§ **What is needed**
Lines from the top of the entries through the line that has "root key node." must be duplicated exactly, and no others.

§ **Extracted material**
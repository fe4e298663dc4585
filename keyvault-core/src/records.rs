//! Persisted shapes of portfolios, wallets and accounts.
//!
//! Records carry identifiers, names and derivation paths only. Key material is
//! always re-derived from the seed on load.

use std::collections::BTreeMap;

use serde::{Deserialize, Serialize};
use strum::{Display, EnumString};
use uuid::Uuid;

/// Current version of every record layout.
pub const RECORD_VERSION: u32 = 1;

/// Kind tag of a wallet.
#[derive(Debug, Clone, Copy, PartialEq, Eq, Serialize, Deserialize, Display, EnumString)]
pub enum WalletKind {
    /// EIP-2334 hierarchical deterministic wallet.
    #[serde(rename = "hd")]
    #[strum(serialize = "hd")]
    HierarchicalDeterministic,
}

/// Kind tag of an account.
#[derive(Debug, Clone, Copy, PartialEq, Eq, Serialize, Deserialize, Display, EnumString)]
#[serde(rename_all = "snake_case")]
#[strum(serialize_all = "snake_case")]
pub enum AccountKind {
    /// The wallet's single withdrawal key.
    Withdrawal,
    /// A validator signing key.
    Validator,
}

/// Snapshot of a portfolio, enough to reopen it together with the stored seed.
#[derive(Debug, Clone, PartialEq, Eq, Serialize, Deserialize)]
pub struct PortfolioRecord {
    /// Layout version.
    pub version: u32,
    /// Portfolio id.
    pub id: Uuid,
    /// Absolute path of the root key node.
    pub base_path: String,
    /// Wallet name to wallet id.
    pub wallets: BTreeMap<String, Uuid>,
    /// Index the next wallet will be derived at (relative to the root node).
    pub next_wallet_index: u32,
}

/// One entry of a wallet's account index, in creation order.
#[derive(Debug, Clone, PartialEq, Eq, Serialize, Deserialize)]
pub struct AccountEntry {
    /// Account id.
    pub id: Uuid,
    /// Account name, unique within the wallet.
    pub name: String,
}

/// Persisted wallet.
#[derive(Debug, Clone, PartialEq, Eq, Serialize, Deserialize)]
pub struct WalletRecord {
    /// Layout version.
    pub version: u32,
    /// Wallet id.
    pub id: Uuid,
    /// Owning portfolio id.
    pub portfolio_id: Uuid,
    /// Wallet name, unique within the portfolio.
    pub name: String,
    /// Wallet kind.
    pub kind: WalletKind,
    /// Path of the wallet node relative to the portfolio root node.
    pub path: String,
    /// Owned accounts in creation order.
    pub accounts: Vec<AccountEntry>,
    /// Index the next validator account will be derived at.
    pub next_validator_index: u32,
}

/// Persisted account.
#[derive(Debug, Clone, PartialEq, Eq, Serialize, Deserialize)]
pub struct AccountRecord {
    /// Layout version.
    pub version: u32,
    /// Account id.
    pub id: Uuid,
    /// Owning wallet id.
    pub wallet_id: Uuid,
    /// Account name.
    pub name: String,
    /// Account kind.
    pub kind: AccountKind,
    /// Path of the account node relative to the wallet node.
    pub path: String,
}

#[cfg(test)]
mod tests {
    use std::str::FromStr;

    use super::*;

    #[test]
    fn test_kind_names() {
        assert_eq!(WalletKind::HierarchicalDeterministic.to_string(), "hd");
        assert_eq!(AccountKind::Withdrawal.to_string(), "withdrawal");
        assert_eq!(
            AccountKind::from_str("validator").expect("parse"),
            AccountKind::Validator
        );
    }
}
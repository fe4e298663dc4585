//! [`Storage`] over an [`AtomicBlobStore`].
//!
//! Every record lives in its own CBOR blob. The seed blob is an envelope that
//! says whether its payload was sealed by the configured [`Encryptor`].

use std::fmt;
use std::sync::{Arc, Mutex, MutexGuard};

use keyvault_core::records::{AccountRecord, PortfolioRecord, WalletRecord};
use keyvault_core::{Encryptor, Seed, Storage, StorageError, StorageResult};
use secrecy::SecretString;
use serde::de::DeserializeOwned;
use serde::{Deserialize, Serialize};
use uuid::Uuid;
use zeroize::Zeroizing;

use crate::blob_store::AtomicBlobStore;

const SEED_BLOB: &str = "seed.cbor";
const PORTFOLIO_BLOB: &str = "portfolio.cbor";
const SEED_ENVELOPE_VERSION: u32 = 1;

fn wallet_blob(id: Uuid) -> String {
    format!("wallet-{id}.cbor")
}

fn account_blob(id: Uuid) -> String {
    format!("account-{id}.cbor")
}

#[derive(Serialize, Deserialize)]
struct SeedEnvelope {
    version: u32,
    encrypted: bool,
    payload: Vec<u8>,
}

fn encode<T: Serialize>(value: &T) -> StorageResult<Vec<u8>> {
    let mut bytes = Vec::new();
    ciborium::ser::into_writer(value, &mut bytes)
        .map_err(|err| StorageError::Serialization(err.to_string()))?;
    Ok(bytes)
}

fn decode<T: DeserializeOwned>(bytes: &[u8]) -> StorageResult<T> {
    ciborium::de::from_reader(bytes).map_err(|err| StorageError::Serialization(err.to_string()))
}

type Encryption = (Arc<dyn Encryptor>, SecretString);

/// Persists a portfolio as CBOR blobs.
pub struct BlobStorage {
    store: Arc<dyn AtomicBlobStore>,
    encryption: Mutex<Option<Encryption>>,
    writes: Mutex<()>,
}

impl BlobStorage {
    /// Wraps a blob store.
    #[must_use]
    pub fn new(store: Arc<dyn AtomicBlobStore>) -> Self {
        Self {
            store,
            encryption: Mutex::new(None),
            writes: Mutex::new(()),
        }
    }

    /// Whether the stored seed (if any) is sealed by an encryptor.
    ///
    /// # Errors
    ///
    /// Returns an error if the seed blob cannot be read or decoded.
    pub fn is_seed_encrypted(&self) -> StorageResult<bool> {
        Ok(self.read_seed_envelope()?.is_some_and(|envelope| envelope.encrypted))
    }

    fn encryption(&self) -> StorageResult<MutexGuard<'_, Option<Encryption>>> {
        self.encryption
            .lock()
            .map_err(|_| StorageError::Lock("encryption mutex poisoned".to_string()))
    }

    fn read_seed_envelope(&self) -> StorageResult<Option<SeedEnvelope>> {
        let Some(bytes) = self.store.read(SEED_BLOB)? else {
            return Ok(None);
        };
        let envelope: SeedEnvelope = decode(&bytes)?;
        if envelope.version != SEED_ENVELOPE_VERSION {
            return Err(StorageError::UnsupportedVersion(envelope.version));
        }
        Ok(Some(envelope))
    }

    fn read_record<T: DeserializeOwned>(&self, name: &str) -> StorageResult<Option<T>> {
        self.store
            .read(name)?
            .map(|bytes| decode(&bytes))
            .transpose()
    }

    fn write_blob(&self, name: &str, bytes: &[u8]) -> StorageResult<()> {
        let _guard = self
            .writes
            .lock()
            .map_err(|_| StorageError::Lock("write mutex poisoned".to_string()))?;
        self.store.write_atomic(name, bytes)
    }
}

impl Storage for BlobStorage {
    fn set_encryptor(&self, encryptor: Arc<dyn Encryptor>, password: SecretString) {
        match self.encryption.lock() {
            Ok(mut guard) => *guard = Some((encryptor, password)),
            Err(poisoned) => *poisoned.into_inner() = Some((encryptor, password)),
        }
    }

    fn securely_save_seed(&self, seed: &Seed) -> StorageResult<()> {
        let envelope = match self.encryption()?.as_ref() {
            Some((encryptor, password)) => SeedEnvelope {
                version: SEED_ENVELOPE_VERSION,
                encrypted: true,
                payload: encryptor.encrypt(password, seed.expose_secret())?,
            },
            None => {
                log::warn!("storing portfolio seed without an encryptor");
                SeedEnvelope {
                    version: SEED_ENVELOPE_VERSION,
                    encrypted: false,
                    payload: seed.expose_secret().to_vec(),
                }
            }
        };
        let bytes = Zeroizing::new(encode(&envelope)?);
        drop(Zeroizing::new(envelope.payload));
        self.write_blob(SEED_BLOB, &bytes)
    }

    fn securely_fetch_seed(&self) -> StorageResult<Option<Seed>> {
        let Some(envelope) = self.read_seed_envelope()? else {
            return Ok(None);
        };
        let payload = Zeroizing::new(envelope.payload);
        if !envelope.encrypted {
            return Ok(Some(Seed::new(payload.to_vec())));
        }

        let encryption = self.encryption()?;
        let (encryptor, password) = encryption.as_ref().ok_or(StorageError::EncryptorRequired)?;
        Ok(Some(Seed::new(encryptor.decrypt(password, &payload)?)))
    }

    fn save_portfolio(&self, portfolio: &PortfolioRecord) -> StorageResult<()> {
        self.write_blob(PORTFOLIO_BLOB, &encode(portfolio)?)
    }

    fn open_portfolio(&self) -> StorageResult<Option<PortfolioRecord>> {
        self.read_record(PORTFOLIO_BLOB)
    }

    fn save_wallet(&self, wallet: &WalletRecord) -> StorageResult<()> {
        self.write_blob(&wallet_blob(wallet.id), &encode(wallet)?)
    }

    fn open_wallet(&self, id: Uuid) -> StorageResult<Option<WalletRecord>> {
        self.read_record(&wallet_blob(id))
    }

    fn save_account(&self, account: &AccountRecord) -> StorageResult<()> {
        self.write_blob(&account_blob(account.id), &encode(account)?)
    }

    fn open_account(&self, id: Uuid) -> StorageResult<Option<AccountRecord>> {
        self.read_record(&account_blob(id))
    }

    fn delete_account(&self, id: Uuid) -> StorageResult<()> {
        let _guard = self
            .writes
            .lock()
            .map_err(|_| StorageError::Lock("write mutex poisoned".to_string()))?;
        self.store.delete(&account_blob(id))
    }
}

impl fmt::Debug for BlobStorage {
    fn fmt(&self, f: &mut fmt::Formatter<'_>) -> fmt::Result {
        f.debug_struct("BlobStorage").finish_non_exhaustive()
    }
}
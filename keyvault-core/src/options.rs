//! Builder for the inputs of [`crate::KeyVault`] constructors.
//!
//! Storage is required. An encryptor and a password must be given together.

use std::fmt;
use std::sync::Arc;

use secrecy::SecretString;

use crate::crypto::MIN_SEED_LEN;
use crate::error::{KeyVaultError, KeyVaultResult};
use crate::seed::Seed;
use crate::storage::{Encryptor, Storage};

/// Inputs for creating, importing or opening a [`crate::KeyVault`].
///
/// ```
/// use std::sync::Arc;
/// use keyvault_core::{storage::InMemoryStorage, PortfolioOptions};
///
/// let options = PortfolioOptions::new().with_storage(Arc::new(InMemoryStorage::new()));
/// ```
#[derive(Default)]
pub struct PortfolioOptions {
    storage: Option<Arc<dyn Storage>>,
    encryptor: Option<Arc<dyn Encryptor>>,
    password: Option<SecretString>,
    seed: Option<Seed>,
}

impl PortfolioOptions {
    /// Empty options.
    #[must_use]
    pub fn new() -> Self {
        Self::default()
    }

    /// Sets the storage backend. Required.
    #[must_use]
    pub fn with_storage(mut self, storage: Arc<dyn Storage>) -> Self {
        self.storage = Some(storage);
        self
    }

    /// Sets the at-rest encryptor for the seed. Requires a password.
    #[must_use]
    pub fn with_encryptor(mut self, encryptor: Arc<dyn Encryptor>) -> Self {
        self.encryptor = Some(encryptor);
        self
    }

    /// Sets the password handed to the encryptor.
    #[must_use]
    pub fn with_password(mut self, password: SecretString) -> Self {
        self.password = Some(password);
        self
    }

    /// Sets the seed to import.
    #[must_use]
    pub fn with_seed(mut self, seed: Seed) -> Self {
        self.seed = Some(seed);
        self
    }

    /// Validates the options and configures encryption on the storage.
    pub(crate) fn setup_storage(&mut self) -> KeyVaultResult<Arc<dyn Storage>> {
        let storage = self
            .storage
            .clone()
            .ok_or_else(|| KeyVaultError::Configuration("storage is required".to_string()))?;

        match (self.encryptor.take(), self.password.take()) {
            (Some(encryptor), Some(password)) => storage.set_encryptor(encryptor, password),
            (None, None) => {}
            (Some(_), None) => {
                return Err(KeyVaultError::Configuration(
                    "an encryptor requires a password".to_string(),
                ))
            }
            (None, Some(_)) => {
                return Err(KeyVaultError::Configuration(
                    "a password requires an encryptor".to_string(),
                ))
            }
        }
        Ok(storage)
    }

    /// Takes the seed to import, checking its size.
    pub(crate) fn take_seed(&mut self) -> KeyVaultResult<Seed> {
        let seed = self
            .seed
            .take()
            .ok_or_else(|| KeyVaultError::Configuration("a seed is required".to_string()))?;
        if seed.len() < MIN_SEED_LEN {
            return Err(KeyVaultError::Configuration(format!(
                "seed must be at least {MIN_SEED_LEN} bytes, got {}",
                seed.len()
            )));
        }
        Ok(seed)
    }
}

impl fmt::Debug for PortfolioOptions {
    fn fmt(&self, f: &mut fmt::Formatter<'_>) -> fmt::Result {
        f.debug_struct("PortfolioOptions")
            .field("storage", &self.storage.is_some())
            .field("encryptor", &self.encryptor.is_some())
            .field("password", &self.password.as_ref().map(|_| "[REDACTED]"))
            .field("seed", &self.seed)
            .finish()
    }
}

§ **Exercise output**
repository fe4e298663dc4585
filename keyvault-core/src/records.rs
//! Persisted shapes of portfolios, wallets and accounts.
//!
//! Records carry identifiers, names and derivation paths only. Key material is
//! always re-derived from the seed on load.

use std::collections::BTreeMap;

use serde::{Deserialize, Serialize};
use strum::{Display, EnumString};
use uuid::Uuid;

/// Current version of every record layout.
pub const RECORD_VERSION: u32 = 1;

/// Kind tag of a wallet.
#[derive(Debug, Clone, Copy, PartialEq, Eq, Serialize, Deserialize, Display, EnumString)]
pub enum WalletKind {
    /// EIP-2334 hierarchical deterministic wallet.
    #[serde(rename = "hd")]
    #[strum(serialize = "hd")]
    HierarchicalDeterministic,
}

/// Kind tag of an account.
#[derive(Debug, Clone, Copy, PartialEq, Eq, Serialize, Deserialize, Display, EnumString)]
#[serde(rename_all = "snake_case")]
#[strum(serialize_all = "snake_case")]
pub enum AccountKind {
    /// The wallet's single withdrawal key.
    Withdrawal,
    /// A validator signing key.
    Validator,
}

/// Snapshot of a portfolio, enough to reopen it together with the stored seed.
#[derive(Debug, Clone, PartialEq, Eq, Serialize, Deserialize)]
pub struct PortfolioRecord {
    /// Layout version.
    pub version: u32,
    /// Portfolio id.
    pub id: Uuid,
    /// Absolute path of the root key node.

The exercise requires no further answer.